WHAT TO PRODUCE:
For each line in the data that includes "Deserialize", make a copy.
◇ ◇ ◇ ◇
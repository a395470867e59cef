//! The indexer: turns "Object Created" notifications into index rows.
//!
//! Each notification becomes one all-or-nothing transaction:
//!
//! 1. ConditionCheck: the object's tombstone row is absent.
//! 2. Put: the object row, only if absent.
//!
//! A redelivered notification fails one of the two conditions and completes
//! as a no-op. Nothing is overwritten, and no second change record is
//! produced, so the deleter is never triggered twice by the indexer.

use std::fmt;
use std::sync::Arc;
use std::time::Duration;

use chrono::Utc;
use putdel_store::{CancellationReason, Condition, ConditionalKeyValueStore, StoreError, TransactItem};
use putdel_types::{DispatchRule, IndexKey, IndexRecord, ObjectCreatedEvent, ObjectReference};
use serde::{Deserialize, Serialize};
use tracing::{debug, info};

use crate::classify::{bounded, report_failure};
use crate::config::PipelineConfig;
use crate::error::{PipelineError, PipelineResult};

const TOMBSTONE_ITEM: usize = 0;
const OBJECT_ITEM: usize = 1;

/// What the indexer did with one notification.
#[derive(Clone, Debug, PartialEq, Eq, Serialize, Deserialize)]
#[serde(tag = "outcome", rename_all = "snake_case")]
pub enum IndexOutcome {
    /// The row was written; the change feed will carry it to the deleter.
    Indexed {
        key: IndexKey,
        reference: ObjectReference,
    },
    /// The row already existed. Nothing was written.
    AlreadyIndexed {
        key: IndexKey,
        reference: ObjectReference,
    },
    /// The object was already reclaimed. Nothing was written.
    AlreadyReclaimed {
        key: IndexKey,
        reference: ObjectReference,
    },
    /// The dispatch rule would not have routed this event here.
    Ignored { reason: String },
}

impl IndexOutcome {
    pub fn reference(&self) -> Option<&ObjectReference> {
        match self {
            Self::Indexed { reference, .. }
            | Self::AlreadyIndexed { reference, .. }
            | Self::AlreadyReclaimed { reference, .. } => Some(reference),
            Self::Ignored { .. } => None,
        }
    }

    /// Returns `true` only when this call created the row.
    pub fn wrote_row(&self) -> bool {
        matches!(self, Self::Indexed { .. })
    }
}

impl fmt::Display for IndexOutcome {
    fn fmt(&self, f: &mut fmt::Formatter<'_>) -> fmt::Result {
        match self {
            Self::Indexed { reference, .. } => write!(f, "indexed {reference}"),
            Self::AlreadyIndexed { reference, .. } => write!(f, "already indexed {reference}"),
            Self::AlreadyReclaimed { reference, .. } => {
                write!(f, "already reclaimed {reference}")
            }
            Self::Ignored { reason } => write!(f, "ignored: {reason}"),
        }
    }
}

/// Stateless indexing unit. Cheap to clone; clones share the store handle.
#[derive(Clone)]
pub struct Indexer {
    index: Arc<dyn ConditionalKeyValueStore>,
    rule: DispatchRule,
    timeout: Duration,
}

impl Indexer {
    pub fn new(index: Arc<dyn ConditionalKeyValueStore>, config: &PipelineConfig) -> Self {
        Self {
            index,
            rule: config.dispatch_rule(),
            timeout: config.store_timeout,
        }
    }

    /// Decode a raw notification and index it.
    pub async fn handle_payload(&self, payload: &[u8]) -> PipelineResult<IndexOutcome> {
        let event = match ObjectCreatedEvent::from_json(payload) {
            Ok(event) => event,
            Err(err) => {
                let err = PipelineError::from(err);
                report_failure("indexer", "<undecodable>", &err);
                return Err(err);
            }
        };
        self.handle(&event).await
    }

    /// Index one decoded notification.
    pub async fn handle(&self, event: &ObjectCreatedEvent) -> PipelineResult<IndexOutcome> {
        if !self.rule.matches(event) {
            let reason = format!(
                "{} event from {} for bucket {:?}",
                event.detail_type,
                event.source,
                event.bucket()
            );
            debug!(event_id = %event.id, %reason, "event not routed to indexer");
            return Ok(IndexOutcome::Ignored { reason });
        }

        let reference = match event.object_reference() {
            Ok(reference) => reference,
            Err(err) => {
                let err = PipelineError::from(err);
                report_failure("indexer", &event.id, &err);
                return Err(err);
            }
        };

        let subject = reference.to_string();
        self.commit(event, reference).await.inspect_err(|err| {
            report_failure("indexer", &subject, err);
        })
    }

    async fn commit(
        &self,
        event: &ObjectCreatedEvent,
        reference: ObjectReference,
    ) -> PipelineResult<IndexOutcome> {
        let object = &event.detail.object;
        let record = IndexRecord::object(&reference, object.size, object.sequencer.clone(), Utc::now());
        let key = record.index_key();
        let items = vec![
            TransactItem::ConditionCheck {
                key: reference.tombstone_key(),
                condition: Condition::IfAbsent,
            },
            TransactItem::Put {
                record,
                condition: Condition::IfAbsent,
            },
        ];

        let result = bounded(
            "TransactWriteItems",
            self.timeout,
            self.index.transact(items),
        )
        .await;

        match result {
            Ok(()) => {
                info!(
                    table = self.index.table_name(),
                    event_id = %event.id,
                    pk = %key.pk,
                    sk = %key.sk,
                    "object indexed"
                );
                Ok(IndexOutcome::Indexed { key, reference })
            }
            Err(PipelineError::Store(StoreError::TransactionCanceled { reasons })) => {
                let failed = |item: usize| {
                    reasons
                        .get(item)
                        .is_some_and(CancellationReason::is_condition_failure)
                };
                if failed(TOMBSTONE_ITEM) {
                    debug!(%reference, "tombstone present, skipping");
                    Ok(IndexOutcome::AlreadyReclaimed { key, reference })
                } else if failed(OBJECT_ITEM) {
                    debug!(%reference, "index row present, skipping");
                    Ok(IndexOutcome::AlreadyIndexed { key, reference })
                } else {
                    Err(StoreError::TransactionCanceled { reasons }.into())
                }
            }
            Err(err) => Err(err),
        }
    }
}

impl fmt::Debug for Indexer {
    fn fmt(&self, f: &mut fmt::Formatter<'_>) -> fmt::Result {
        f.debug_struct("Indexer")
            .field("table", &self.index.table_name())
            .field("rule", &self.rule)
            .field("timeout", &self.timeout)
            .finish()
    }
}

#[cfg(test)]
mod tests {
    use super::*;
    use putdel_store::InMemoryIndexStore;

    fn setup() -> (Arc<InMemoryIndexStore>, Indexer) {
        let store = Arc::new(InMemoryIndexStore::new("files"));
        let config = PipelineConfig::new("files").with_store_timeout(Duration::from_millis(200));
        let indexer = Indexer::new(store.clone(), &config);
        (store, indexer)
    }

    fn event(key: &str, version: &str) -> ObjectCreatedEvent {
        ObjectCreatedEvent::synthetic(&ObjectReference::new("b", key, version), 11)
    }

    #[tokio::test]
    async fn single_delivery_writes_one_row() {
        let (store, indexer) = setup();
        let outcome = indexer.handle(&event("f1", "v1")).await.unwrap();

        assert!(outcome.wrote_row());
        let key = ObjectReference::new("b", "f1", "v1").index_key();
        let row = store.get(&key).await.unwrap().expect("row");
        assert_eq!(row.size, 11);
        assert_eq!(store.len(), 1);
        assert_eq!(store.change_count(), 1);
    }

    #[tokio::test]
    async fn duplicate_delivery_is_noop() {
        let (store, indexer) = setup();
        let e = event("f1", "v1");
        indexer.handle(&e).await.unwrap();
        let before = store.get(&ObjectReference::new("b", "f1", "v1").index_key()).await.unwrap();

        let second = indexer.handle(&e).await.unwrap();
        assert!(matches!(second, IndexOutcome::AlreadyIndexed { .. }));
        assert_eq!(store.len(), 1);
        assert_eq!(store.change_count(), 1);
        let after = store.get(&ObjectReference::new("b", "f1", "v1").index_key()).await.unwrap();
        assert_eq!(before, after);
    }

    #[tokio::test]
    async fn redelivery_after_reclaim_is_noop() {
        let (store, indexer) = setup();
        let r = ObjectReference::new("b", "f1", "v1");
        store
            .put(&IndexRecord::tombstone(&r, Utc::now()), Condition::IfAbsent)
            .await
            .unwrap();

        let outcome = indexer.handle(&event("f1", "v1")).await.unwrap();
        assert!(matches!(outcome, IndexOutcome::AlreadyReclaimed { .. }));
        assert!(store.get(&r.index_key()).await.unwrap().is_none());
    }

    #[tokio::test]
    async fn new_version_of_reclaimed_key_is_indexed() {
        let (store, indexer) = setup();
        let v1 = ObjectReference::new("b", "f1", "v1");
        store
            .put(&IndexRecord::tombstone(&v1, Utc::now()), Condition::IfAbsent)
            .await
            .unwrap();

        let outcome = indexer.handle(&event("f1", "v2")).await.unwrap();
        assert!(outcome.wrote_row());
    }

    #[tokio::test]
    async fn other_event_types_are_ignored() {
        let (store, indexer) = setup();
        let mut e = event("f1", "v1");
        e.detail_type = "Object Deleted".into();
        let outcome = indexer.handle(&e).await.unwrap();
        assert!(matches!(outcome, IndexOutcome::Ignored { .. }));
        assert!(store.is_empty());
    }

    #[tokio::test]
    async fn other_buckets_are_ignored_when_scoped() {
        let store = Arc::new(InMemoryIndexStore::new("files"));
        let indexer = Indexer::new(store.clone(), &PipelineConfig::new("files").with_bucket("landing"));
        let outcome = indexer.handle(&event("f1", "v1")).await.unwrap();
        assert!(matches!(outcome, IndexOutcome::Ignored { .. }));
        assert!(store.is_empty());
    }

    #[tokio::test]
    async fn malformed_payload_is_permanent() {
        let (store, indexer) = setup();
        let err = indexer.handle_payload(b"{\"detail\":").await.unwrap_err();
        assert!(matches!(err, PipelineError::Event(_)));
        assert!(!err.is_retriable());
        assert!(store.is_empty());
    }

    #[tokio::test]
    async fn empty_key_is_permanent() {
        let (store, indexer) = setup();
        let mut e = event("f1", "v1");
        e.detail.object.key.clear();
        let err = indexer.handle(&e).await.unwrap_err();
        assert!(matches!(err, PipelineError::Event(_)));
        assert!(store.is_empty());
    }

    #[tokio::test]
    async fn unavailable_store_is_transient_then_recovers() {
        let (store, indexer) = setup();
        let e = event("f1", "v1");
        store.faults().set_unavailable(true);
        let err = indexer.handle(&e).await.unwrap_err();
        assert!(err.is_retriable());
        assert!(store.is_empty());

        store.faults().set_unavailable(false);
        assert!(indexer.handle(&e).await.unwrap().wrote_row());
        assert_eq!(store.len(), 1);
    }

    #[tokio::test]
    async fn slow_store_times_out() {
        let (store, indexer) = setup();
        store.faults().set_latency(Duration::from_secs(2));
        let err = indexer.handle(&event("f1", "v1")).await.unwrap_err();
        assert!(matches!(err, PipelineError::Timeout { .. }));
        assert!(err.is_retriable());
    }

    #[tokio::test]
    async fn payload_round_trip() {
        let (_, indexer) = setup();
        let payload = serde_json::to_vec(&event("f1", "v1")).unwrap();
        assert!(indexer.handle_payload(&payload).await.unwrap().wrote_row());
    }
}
◇ ◇ ◇ ◇
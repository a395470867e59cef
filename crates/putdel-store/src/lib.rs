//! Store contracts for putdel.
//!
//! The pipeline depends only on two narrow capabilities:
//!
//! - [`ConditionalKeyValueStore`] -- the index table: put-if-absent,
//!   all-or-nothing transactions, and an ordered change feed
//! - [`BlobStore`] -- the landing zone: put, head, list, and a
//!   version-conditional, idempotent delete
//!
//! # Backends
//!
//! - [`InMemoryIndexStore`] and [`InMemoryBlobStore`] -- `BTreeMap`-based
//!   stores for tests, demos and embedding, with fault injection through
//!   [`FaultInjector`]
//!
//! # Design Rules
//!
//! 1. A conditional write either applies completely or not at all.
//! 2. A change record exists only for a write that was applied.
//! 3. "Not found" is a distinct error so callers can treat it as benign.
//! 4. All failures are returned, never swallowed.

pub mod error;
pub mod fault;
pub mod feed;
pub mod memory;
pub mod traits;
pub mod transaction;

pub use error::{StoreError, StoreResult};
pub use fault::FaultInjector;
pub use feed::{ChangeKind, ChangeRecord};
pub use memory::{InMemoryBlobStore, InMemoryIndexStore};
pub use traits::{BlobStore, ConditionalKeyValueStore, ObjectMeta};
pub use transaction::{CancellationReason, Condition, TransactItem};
◇ ◇ ◇ ◇
PROBLEM SOLUTION:
use serde::{Deserialize, Serialize};
#[derive(Clone, Debug, PartialEq, Eq, Serialize, Deserialize)]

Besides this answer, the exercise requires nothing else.